ORIDES FONTELA
ORIDES FONTELA
No do lançamento de meu livro, Memórias de um descasado, na cidade Paulista de São João da Boa Vista, na livraria Papyrus, estava tentando vender meu peixe, quando o artista plástico José Marcondes, me faz um pedido: - dá para falar um pouco de sua prima, Orides?
Pego assim de surpresa, inverti a incumbência. Pedi a ele que falasse alguma coisa, visto que foram colegas de escola. Ele repetiu a história que tantas vezes ouvi de meu pai: - Era um gênio. Sabia mais do que os professores em todas as matérias. Estava ano-luz das aulas.
Acordo no dia seguinte lendo o artigo do Chico Lopes, no Jornal da Cidade, sobre Orides, ode ele informa ao leitor sobre o meu parentesco com o gênio da literatura.
Na verdade, conheci muito pouco a prima. Apenas por três vezes estive com ela e pouco conversamos. Em minha casa ela ia direto para a estante de livros. Folheava com avidez. As letras lhe importavam mais do que as pessoas.
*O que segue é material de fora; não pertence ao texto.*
//! The client: owns the session, the socket and the playback queue, and runs
//! the driver task that feeds socket events through the dispatcher.

use crate::capture::CaptureHandle;
use crate::connection::{Backoff, ConnectionManager, LinkEvent, SocketEvent, StatusEvent};
use crate::dispatch::{self, Routed};
use crate::error::{Result, SessionError};
use crate::playback::{PlaybackEngine, PlaybackQueue, QueueSnapshot, ScratchDir};
use crate::protocol::OutboundFrame;
use crate::session::{Session, SessionSnapshot};
use crate::settings::Settings;
use crate::transcript::{EntryKind, TranscriptEntry};
use std::path::Path;
use std::sync::{Arc, Mutex, MutexGuard};
use std::time::Duration;
use tokio::sync::{mpsc, watch};
use tokio::task::JoinHandle;

/// Session plus socket. Every mutation happens under one lock and runs to
/// completion without awaiting.
pub(crate) struct Core {
    pub(crate) session: Session,
    pub(crate) connection: ConnectionManager,
    backoff: Option<Backoff>,
}

/// What the driver still has to do after a socket event was applied.
#[derive(Debug, Default, PartialEq)]
pub(crate) struct Followup {
    pub clip: Option<Vec<u8>>,
    pub retry: Option<Retry>,
}

#[derive(Debug, Clone, Copy, PartialEq)]
pub(crate) struct Retry {
    pub after: Duration,
    /// Connection generation the retry was scheduled for. Any close, reconnect
    /// or reset moves the generation on and cancels it.
    pub generation: u64,
}

impl Core {
    pub(crate) fn new(connection: ConnectionManager, backoff: Option<Backoff>) -> Self {
        Self {
            session: Session::new(),
            connection,
            backoff,
        }
    }

    pub(crate) fn handle_socket(&mut self, event: SocketEvent) -> Followup {
        if !self.connection.is_current(event.generation) {
            log::debug!(
                "[session] ignoring event from stale socket gen={} (current {})",
                event.generation,
                self.connection.generation()
            );
            return Followup::default();
        }

        match event.kind {
            LinkEvent::Opened => {
                self.connection.mark_open(event.generation);
                self.session.apply(StatusEvent::Opened);
                self.session.clear_alert();
                Followup::default()
            }
            LinkEvent::Frame(text) => match dispatch::dispatch(&mut self.session, &text) {
                Routed::Audio(payload) => Followup {
                    clip: Some(payload),
                    retry: None,
                },
                _ => Followup::default(),
            },
            LinkEvent::Closed(reason) => {
                self.connection.mark_down(event.generation);
                self.session.apply(StatusEvent::Closed);
                self.session
                    .record(SessionError::Connection(format!("socket closed: {}", reason)));
                Followup {
                    clip: None,
                    retry: self.schedule_retry(false),
                }
            }
            LinkEvent::Failed { error, permanent } => {
                self.connection.mark_down(event.generation);
                self.session.apply(StatusEvent::TransportError);
                self.session.record(SessionError::Connection(error));
                Followup {
                    clip: None,
                    retry: self.schedule_retry(permanent),
                }
            }
        }
    }

    fn schedule_retry(&mut self, permanent: bool) -> Option<Retry> {
        let backoff = self.backoff?;
        if permanent {
            log::warn!("[ws] handshake rejected, not retrying");
            return None;
        }
        let attempt = self.connection.note_attempt();
        if attempt > backoff.max_retries {
            log::warn!("[ws] giving up after {} attempts", backoff.max_retries);
            return None;
        }
        let delay = backoff.delay_ms(attempt);
        log::info!("[ws] reconnect attempt {} in {}ms", attempt, delay);
        Some(Retry {
            after: Duration::from_millis(delay),
            generation: self.connection.generation(),
        })
    }

    /// Fire a scheduled retry if nothing has touched the connection since.
    pub(crate) fn retry(&mut self, generation: u64) -> bool {
        if !self.connection.is_current(generation) || self.connection.has_link() {
            return false;
        }
        self.reconnect();
        true
    }

    pub(crate) fn connect(&mut self) {
        if self.connection.has_link() {
            log::debug!("[session] connect ignored, socket already {}", self.session.status());
            return;
        }
        self.connection.open();
        if !self.session.apply(StatusEvent::Connect) {
            self.session.apply(StatusEvent::Reconnect);
        }
    }

    pub(crate) fn close(&mut self) {
        self.connection.close();
        self.session.apply(StatusEvent::CloseRequested);
    }

    pub(crate) fn reconnect(&mut self) {
        self.connection.close();
        self.connection.open();
        self.session.apply(StatusEvent::Reconnect);
    }

    /// Send, recording a failure as the session alert before returning it.
    fn send(&mut self, frame: &OutboundFrame) -> Result<()> {
        self.connection.send(frame).map_err(|e| {
            self.session.record(e.clone());
            e
        })
    }

    pub(crate) fn send_text(&mut self, text: &str) -> Result<()> {
        let text = text.trim();
        if text.is_empty() {
            return Err(SessionError::EmptyInput);
        }
        self.send(&OutboundFrame::text(text))?;
        self.session.transcript.append(EntryKind::User, text);
        self.session.awaiting_response = true;
        Ok(())
    }

    pub(crate) fn send_captured_audio(&mut self, wav: &[u8]) -> Result<()> {
        if wav.is_empty() {
            return Err(SessionError::EmptyInput);
        }
        self.send(&OutboundFrame::audio(wav))?;
        self.session.awaiting_response = true;
        Ok(())
    }

    pub(crate) fn send_input_response(&mut self, response: &str) -> Result<()> {
        if self.session.pending_prompt.is_none() {
            return Err(SessionError::NoPendingPrompt);
        }
        self.send(&OutboundFrame::text(response))?;
        self.session.pending_prompt = None;
        self.session.reassembler.clear();
        self.session.awaiting_response = true;
        Ok(())
    }

    /// Fresh session, fresh socket. The new socket's open lands in Idle.
    pub(crate) fn reset(&mut self) {
        self.connection.close();
        self.session = Session::after_reset();
        self.connection.open();
        self.session.apply(StatusEvent::Reconnect);
    }
}

struct Inner {
    core: Mutex<Core>,
    queue: PlaybackQueue,
    settings: Settings,
    snapshot: watch::Sender<SessionSnapshot>,
    capture: tokio::sync::Mutex<Option<CaptureHandle>>,
}

impl Inner {
    fn lock(&self) -> MutexGuard<'_, Core> {
        self.core.lock().unwrap_or_else(|e| e.into_inner())
    }

    fn publish(&self, core: &Core) {
        let snap = core.session.snapshot(self.queue.snapshot());
        self.snapshot.send_if_modified(|current| {
            if *current == snap {
                false
            } else {
                *current = snap;
                true
            }
        });
    }

    /// Run `f` against the core under the lock, then publish a snapshot.
    fn with_core<T>(&self, f: impl FnOnce(&mut Core) -> T) -> T {
        let mut core = self.lock();
        let out = f(&mut core);
        self.publish(&core);
        out
    }
}

pub struct Client {
    inner: Arc<Inner>,
    driver: JoinHandle<()>,
}

impl Client {
    /// Build the client and spawn its driver. Does not connect. Must be called
    /// inside a Tokio runtime.
    pub fn start(settings: Settings, engine: Arc<dyn PlaybackEngine>) -> Result<Self> {
        settings.validate()?;
        let (events_tx, events_rx) = mpsc::unbounded_channel();
        let connection = ConnectionManager::new(
            settings.endpoint_url.trim(),
            settings.connect_timeout(),
            events_tx,
        );
        let backoff = settings.auto_reconnect.then_some(Backoff {
            base_ms: settings.reconnect_base_ms,
            max_ms: settings.reconnect_max_ms,
            max_retries: settings.reconnect_max_retries,
        });
        let core = Core::new(connection, backoff);
        let queue = PlaybackQueue::start(
            engine,
            ScratchDir::new(settings.scratch_path()),
            settings.playback_timeout(),
        );
        let queue_rx = queue.subscribe();
        let (snapshot, _) = watch::channel(core.session.snapshot(QueueSnapshot::default()));
        log::info!(
            "[session] client ready endpoint={} auto_reconnect={}",
            settings.endpoint_url,
            settings.auto_reconnect
        );

        let inner = Arc::new(Inner {
            core: Mutex::new(core),
            queue,
            settings,
            snapshot,
            capture: tokio::sync::Mutex::new(None),
        });
        let driver = tokio::spawn(drive(inner.clone(), events_rx, queue_rx));
        Ok(Self { inner, driver })
    }

    pub fn settings(&self) -> &Settings {
        &self.inner.settings
    }

    pub fn connect(&self) {
        self.inner.with_core(Core::connect);
    }

    pub fn close(&self) {
        self.inner.with_core(Core::close);
    }

    pub fn reconnect(&self) {
        self.inner.with_core(Core::reconnect);
    }

    pub fn send_text(&self, text: &str) -> Result<()> {
        self.inner.with_core(|core| core.send_text(text))
    }

    pub fn send_captured_audio(&self, wav: &[u8]) -> Result<()> {
        self.inner.with_core(|core| core.send_captured_audio(wav))
    }

    /// Read a WAV file from disk and send it as captured audio.
    pub async fn send_audio_file(&self, path: &Path) -> Result<()> {
        let wav = tokio::fs::read(path).await.map_err(|e| {
            SessionError::Io(format!("failed to read '{}': {}", path.display(), e))
        })?;
        self.send_captured_audio(&wav)
    }

    pub fn send_input_response(&self, response: &str) -> Result<()> {
        self.inner.with_core(|core| core.send_input_response(response))
    }

    /// Drop everything the session holds and reconnect. Safe to repeat.
    pub async fn reset(&self) {
        log::info!("[session] reset requested");
        if self.inner.capture.lock().await.take().is_some() {
            log::info!("[capture] discarded active recording on reset");
        }
        // The core retires the old socket generation under the same lock that
        // gates enqueueing, so no frame from the old socket lands after this.
        let cancelled = {
            let mut core = self.inner.lock();
            core.reset();
            let cancelled = self.inner.queue.discard();
            self.inner.publish(&core);
            cancelled
        };
        self.inner.queue.settle(cancelled).await;
    }

    pub async fn start_capture(&self) -> Result<()> {
        let mut slot = self.inner.capture.lock().await;
        if slot.is_some() {
            return Ok(());
        }
        let settings = &self.inner.settings;
        match CaptureHandle::start(settings.input_device(), settings.capture_sample_rate).await {
            Ok(handle) => {
                log::info!("[capture] recording");
                *slot = Some(handle);
                Ok(())
            }
            Err(e) => {
                self.inner.with_core(|core| core.session.record(e.clone()));
                Err(e)
            }
        }
    }

    /// Stop recording and send what was captured.
    pub async fn stop_capture(&self) -> Result<()> {
        let handle = self
            .inner
            .capture
            .lock()
            .await
            .take()
            .ok_or_else(|| SessionError::Capture("not recording".into()))?;
        match handle.finish().await {
            Ok(wav) => self.send_captured_audio(&wav),
            Err(e) => {
                self.inner.with_core(|core| core.session.record(e.clone()));
                Err(e)
            }
        }
    }

    pub async fn is_capturing(&self) -> bool {
        self.inner.capture.lock().await.is_some()
    }

    pub fn snapshot(&self) -> SessionSnapshot {
        self.inner.snapshot.borrow().clone()
    }

    pub fn subscribe(&self) -> watch::Receiver<SessionSnapshot> {
        self.inner.snapshot.subscribe()
    }

    pub fn transcript(&self) -> Vec<TranscriptEntry> {
        self.inner.lock().session.transcript().entries().to_vec()
    }

    /// Entries with `sequence_index >= from`.
    pub fn transcript_since(&self, from: u64) -> Vec<TranscriptEntry> {
        self.inner.lock().session.transcript().since(from).to_vec()
    }

    pub fn diagnostics(&self) -> Vec<SessionError> {
        self.inner.lock().session.diagnostics().cloned().collect()
    }

    pub fn clear_alert(&self) {
        self.inner.with_core(|core| core.session.clear_alert());
    }

    pub fn queue(&self) -> QueueSnapshot {
        self.inner.queue.snapshot()
    }

    pub async fn wait_playback_idle(&self) {
        self.inner.queue.wait_idle().await;
    }
}

impl Drop for Client {
    fn drop(&mut self) {
        self.driver.abort();
    }
}

async fn drive(
    inner: Arc<Inner>,
    mut events: mpsc::UnboundedReceiver<SocketEvent>,
    mut queue_rx: watch::Receiver<QueueSnapshot>,
) {
    let (retry_tx, mut retry_rx) = mpsc::unbounded_channel::<u64>();
    loop {
        tokio::select! {
            event = events.recv() => {
                let Some(event) = event else { break };
                // Enqueue under the core lock so a concurrent reset cannot
                // slip in between routing a clip and queueing it.
                let retry = {
                    let mut core = inner.lock();
                    let followup = core.handle_socket(event);
                    if let Some(clip) = followup.clip {
                        inner.queue.enqueue(clip);
                    }
                    inner.publish(&core);
                    followup.retry
                };
                if let Some(retry) = retry {
                    let tx = retry_tx.clone();
                    tokio::spawn(async move {
                        tokio::time::sleep(retry.after).await;
                        let _ = tx.send(retry.generation);
                    });
                }
            }
            Some(generation) = retry_rx.recv() => {
                inner.with_core(|core| core.retry(generation));
            }
            changed = queue_rx.changed() => {
                if changed.is_err() {
                    break;
                }
                let core = inner.lock();
                inner.publish(&core);
            }
        }
    }
    log::debug!("[session] driver stopped");
}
Nascida em São João da Boa Vista, em 21.04.40, escrevia versos ainda na infância e os publicava em jornais locais. Mudou-se para São Paulo na década de 60 e estudou filosofia na USP. Paupérrima. Sempre em grandes dificuldades. Nervos à flor da pele. Briguenta. Boêmia. Depressiva. Tentou suicídio várias vezes. Apesar disso, era admirada por intelectuais do porte de Antônio Cândido, Marilena Chauí e Davi Arrigucci Jr.
Suas obras; Transposição (1960), Helianto (1973), Alba (1983), Rosácea (1986) e Teia (1996). Com Alba, ganhou o prêmio Jaboti. Os quatro primeiros livros foram reunidos no volume Trevo, que faz parte da coleção Claro Enigma, da Editora Duas Cidades. Na França, os poemas foram publicados em dois volumes com o título Trèfle.
Drummondiana, parodiou o mestre:
CDA (imitando)
O vida, triste vida!
Se eu me chamasse Aparecida
Dava na mesma
Alguns versos:
“Se vens a uma terra estranha curva-te...”
”Só porque erro encontro o que não se procura...”
“ Basta o profundo erro ser em que a rosa descansa...”
“...se o dia é todo estranheza submete-te..”
“... o cruel saber que despedaça o ser sabido...”
Um poema:
HERANÇA
Da avó materna
Uma toalha (de batismo)
Do pai:
Um martelo
Um alicate
Uma torquês
Duas flautas
Da mãe
Um pilão
Um caldeirão
Um lenço.
* Orides Fontela faleceu aos 58 anos, em outubro de 1998, num sanatório em Campos do Jordão. Não gerou filhos, não plantou árvores, mas deixou obra para a eternidade.